**RECORDS PROVIDED**

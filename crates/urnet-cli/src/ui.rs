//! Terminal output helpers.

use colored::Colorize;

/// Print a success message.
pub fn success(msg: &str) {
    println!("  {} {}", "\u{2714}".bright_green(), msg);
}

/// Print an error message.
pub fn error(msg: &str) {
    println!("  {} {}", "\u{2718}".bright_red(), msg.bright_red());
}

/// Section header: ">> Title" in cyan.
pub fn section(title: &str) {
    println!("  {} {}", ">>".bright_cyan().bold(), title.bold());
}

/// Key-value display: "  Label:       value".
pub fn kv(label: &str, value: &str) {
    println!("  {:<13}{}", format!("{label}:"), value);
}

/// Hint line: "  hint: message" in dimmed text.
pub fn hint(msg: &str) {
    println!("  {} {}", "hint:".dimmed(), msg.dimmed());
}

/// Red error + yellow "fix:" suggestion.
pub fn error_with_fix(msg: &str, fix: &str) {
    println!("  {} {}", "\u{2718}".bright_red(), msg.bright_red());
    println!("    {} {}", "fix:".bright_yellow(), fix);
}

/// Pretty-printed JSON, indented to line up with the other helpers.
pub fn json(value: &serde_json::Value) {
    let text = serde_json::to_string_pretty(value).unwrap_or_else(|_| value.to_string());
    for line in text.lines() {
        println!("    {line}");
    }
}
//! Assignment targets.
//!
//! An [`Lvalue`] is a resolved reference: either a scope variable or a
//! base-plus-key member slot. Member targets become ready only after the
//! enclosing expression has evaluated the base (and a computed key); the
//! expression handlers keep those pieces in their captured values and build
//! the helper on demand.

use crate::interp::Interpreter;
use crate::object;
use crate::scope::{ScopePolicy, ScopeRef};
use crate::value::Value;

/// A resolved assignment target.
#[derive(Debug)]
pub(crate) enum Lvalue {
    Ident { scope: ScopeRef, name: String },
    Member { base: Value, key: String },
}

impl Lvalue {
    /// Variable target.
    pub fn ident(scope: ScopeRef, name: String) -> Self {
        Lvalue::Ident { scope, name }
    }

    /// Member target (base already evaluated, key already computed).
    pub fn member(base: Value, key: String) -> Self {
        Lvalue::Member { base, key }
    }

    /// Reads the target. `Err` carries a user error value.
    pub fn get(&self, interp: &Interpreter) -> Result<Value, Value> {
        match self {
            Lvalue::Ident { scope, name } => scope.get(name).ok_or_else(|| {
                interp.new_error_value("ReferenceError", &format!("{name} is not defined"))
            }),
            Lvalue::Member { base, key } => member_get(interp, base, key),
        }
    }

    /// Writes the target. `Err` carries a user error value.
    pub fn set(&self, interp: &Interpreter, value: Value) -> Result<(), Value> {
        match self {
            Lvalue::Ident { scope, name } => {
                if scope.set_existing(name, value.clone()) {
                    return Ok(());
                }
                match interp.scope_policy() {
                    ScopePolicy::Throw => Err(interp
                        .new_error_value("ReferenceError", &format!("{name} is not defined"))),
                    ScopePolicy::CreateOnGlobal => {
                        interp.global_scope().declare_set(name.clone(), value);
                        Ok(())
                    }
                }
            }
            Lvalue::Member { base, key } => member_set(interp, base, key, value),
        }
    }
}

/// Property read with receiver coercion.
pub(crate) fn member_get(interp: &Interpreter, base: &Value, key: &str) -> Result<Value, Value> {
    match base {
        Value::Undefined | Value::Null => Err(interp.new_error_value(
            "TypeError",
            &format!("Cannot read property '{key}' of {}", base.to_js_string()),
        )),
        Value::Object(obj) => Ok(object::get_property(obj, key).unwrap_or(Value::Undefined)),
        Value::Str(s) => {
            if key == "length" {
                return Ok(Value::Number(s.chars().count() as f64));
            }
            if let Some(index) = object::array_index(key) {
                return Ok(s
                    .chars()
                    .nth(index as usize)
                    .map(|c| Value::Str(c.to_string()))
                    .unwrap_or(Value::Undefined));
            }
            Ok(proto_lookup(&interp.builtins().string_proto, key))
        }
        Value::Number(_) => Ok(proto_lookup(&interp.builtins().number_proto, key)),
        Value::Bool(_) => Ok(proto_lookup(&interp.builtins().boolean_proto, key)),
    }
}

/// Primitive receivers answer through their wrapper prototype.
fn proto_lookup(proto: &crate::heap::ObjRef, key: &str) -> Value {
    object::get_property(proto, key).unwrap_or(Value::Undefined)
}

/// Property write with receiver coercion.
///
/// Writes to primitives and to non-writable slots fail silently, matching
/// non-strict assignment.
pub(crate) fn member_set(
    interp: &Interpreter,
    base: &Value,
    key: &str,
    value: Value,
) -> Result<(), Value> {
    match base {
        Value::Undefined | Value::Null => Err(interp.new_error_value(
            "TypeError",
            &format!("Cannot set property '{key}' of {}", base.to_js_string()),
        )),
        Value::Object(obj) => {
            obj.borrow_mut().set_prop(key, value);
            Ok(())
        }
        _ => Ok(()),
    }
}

==

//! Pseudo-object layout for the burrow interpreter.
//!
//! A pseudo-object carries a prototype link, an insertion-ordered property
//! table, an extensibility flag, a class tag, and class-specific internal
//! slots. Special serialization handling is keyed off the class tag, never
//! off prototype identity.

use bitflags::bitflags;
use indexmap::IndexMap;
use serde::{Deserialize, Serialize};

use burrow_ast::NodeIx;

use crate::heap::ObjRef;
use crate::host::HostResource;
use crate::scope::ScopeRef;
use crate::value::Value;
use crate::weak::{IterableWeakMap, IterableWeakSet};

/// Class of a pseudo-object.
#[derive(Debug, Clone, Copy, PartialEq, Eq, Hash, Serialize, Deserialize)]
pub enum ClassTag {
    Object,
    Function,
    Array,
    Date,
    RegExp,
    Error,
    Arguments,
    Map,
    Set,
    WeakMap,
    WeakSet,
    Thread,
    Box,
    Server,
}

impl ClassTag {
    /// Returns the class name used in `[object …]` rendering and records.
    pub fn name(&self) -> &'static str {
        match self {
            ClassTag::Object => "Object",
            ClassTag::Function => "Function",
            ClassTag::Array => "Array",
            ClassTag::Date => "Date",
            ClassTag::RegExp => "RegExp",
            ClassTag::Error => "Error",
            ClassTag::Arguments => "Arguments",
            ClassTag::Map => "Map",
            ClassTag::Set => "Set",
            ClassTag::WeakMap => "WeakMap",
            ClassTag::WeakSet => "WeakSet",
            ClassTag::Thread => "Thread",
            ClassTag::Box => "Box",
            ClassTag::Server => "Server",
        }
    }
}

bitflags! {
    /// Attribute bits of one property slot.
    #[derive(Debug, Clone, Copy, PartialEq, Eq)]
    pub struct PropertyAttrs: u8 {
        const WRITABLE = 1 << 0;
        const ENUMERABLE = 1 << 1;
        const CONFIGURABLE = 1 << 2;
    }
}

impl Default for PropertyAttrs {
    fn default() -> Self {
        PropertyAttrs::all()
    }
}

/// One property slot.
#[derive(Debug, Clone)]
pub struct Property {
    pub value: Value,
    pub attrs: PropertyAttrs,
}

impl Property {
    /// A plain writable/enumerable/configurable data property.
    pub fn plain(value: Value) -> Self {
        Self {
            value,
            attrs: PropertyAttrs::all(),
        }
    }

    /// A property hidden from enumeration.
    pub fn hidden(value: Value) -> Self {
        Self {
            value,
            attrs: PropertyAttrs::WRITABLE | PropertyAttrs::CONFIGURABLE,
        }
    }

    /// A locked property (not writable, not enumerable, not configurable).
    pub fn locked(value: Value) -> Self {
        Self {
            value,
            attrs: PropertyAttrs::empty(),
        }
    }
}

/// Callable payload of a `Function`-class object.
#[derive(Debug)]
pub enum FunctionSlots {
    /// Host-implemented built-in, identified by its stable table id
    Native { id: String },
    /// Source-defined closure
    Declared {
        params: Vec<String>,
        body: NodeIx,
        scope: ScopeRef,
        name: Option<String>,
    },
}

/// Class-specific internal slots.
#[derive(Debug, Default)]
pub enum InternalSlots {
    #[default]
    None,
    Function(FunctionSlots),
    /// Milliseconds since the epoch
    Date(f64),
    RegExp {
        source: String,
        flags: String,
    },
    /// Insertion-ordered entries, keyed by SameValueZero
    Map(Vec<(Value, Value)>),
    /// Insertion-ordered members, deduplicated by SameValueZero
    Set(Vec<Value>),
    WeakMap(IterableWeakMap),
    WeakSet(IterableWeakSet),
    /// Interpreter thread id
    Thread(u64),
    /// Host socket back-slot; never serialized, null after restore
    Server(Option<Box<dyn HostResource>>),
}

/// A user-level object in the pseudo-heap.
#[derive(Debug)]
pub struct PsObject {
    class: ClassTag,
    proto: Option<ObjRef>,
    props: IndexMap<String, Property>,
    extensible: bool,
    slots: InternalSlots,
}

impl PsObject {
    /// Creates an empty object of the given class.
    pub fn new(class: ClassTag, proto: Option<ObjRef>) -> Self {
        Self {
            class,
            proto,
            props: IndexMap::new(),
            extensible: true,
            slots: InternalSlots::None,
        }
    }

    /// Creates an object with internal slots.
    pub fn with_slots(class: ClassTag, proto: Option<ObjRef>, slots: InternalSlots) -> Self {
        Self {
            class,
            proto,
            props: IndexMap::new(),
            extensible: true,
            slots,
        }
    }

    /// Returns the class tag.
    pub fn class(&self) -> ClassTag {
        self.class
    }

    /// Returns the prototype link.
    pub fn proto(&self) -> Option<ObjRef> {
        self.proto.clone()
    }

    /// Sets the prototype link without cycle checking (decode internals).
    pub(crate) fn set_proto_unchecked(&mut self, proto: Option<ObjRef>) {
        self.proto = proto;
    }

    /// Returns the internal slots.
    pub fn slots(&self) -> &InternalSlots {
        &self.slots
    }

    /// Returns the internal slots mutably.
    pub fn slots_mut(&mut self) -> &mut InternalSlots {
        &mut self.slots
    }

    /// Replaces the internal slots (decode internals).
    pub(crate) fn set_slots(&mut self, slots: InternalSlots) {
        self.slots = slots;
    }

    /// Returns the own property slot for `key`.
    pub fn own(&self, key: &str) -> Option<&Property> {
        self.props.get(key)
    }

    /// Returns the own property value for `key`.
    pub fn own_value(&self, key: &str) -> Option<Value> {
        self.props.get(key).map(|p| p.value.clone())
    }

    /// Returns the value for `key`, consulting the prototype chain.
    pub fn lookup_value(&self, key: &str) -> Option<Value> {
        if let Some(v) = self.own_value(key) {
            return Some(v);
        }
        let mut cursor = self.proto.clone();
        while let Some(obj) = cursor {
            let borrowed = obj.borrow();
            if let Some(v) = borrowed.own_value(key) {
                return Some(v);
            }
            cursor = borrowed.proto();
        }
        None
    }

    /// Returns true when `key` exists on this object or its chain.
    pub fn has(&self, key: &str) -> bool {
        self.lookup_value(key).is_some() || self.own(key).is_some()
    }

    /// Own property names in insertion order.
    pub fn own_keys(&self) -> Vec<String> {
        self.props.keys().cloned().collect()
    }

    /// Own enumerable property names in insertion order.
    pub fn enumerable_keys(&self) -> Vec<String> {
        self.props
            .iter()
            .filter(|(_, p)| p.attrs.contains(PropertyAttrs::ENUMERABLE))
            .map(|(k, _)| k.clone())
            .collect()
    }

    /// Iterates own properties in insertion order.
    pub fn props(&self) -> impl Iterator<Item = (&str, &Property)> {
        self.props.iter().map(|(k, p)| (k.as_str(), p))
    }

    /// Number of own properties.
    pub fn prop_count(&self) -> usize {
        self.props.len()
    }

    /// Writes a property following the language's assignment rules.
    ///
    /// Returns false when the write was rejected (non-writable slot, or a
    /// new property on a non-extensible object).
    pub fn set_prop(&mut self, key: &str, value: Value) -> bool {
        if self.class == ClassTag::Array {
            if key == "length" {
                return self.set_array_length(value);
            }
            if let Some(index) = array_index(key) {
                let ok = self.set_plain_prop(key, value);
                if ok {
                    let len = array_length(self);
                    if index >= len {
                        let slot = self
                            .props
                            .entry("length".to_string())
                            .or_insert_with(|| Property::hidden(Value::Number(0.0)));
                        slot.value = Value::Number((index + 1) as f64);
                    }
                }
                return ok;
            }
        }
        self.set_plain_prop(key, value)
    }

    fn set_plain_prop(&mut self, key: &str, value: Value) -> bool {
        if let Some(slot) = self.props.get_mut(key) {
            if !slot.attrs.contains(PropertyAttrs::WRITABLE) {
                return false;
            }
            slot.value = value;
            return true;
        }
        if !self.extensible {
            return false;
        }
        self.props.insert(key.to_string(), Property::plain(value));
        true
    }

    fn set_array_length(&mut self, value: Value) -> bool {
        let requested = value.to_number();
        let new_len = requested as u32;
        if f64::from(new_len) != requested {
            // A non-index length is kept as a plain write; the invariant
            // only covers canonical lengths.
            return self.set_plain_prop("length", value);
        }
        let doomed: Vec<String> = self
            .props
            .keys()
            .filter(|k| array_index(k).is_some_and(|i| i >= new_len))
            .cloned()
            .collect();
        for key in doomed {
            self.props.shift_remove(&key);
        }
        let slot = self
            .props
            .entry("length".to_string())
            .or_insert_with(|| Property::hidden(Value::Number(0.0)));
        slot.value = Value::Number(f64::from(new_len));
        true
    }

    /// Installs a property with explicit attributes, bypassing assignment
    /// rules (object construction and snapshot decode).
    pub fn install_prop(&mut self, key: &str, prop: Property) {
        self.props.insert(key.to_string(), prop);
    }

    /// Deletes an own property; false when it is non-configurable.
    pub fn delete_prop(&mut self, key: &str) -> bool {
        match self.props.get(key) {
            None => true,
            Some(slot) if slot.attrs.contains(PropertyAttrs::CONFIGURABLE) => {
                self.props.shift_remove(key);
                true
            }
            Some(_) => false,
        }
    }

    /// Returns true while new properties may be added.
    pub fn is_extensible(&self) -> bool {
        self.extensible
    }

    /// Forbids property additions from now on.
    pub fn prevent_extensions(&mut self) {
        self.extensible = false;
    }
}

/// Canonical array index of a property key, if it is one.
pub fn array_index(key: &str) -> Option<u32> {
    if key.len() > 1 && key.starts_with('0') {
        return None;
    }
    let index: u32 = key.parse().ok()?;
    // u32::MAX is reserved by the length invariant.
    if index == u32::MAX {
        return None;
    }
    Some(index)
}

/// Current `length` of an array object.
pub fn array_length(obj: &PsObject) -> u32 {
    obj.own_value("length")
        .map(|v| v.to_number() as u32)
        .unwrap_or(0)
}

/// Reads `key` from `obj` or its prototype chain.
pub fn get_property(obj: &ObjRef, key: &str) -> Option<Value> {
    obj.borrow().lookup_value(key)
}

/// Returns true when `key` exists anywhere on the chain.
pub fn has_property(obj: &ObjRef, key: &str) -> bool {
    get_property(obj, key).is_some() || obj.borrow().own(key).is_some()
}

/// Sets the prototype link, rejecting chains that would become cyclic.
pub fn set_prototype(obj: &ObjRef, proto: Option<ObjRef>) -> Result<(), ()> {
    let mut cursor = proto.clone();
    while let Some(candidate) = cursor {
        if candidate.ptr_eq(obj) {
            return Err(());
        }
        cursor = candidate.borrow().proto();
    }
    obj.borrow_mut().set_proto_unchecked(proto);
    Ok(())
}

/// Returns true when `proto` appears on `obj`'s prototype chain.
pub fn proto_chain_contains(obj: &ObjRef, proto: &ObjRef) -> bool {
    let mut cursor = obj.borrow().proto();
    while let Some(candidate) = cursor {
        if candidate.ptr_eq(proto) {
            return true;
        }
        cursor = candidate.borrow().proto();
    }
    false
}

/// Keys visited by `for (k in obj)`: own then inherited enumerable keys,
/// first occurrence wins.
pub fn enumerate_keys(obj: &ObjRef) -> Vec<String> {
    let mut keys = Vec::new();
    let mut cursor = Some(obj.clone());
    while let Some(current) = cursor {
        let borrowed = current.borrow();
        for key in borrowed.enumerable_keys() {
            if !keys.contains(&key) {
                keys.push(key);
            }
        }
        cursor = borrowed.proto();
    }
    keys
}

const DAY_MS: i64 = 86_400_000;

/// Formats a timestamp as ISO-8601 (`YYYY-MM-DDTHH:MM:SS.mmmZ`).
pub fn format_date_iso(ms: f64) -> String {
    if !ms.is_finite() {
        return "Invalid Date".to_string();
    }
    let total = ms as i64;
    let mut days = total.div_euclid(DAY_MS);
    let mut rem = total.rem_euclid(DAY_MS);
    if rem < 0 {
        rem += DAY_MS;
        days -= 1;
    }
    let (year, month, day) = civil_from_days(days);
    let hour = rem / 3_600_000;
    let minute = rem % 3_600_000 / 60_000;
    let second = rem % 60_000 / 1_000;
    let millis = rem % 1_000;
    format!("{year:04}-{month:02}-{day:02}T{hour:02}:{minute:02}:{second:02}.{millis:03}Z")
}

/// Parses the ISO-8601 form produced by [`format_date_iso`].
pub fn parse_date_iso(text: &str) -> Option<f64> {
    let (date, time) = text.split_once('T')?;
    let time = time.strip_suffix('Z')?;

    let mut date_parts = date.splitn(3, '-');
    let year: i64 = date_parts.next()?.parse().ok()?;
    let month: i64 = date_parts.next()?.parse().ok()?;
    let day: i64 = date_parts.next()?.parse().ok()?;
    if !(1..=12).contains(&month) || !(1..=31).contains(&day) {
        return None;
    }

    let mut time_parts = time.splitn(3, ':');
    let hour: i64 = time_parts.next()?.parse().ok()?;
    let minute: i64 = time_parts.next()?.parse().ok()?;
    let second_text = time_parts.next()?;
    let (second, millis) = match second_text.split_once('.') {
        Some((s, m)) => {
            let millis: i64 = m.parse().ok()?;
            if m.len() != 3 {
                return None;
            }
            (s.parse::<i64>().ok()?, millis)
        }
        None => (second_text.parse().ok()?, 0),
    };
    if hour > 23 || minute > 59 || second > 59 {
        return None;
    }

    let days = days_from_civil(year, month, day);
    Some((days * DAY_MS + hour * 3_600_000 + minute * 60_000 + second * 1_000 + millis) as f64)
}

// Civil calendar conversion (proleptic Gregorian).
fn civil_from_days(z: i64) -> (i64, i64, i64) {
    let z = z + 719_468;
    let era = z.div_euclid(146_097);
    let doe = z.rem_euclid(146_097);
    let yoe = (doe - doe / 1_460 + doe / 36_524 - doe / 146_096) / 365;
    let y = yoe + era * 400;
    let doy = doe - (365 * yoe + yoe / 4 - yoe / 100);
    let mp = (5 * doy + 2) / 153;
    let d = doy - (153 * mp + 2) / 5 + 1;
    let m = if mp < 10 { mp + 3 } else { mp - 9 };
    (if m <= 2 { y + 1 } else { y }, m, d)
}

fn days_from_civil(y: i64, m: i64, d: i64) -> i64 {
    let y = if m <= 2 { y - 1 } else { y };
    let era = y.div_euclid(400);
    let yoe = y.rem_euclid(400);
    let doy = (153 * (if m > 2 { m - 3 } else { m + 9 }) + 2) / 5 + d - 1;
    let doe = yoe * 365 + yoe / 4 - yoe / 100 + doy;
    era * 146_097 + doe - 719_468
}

--

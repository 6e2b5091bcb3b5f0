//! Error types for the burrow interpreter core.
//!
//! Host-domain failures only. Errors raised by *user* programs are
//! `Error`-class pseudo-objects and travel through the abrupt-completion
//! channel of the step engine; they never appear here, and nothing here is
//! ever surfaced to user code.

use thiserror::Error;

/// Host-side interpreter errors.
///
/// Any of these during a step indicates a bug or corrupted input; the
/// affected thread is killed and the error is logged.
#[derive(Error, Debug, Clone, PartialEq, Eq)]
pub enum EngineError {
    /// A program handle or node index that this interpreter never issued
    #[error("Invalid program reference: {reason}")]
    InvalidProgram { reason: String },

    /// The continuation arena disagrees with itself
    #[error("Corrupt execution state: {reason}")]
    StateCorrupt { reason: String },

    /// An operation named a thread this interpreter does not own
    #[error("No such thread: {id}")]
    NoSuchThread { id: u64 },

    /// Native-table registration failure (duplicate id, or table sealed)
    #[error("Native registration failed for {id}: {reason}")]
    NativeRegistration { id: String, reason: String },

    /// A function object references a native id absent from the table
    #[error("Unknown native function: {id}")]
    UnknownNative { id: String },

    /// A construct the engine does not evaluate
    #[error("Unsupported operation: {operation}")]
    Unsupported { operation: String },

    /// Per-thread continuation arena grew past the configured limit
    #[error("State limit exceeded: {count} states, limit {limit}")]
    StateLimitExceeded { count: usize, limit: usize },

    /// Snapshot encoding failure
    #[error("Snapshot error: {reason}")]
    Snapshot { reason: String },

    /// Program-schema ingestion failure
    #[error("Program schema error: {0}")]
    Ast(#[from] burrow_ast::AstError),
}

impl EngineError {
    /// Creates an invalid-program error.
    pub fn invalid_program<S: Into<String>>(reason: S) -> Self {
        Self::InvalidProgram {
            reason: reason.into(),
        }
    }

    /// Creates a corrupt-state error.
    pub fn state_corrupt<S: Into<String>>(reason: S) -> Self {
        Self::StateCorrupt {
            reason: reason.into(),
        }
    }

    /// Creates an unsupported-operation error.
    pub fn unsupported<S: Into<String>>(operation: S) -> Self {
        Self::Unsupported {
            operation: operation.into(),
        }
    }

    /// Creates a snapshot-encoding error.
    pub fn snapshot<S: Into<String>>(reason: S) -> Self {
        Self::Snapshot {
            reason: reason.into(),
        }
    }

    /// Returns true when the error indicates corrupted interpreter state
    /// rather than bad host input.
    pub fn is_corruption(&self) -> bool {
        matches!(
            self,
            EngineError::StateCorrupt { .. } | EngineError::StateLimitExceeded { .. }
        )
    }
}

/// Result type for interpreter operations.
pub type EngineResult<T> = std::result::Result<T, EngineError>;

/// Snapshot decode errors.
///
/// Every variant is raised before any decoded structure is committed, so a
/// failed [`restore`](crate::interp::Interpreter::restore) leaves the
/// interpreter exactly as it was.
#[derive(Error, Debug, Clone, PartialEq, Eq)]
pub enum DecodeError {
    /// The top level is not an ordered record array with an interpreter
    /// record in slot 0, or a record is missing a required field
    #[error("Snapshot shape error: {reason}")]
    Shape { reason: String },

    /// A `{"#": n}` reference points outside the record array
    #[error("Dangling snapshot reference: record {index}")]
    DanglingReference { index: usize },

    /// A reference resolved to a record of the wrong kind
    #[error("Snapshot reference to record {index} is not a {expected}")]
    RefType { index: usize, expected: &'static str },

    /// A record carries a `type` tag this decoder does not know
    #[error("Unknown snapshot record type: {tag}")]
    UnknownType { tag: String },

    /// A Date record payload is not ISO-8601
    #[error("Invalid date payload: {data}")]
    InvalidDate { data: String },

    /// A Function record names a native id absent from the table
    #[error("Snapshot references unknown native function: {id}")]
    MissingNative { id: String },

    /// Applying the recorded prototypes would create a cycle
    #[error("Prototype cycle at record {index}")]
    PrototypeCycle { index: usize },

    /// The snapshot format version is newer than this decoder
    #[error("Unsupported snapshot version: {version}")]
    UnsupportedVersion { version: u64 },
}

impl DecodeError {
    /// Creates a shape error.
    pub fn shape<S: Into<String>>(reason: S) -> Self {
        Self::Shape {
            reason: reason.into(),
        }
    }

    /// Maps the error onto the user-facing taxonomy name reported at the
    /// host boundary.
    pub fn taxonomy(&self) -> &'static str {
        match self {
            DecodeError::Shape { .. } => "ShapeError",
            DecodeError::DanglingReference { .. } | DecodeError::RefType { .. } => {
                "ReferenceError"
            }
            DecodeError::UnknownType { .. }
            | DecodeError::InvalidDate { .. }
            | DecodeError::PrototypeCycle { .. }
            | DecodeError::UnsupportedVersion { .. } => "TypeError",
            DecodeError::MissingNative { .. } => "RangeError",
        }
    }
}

**EXERCISE GOAL**
Only one stretch of the data above is needed. Restate it word for word, from the line containing "filename crates/urnet-cli/src/ui.rs" through the line containing "pub fn hint(msg: &str)", both ends included.

**PROBLEM SOLUTION**
filename crates/urnet-cli/src/ui.rs
//! Terminal output helpers.

use colored::Colorize;

/// Print a success message.
pub fn success(msg: &str) {
    println!("  {} {}", "\u{2714}".bright_green(), msg);
}

/// Print an error message.
pub fn error(msg: &str) {
    println!("  {} {}", "\u{2718}".bright_red(), msg.bright_red());
}

/// Section header: ">> Title" in cyan.
pub fn section(title: &str) {
    println!("  {} {}", ">>".bright_cyan().bold(), title.bold());
}

/// Key-value display: "  Label:       value".
pub fn kv(label: &str, value: &str) {
    println!("  {:<13}{}", format!("{label}:"), value);
}

/// Hint line: "  hint: message" in dimmed text.
pub fn hint(msg: &str) {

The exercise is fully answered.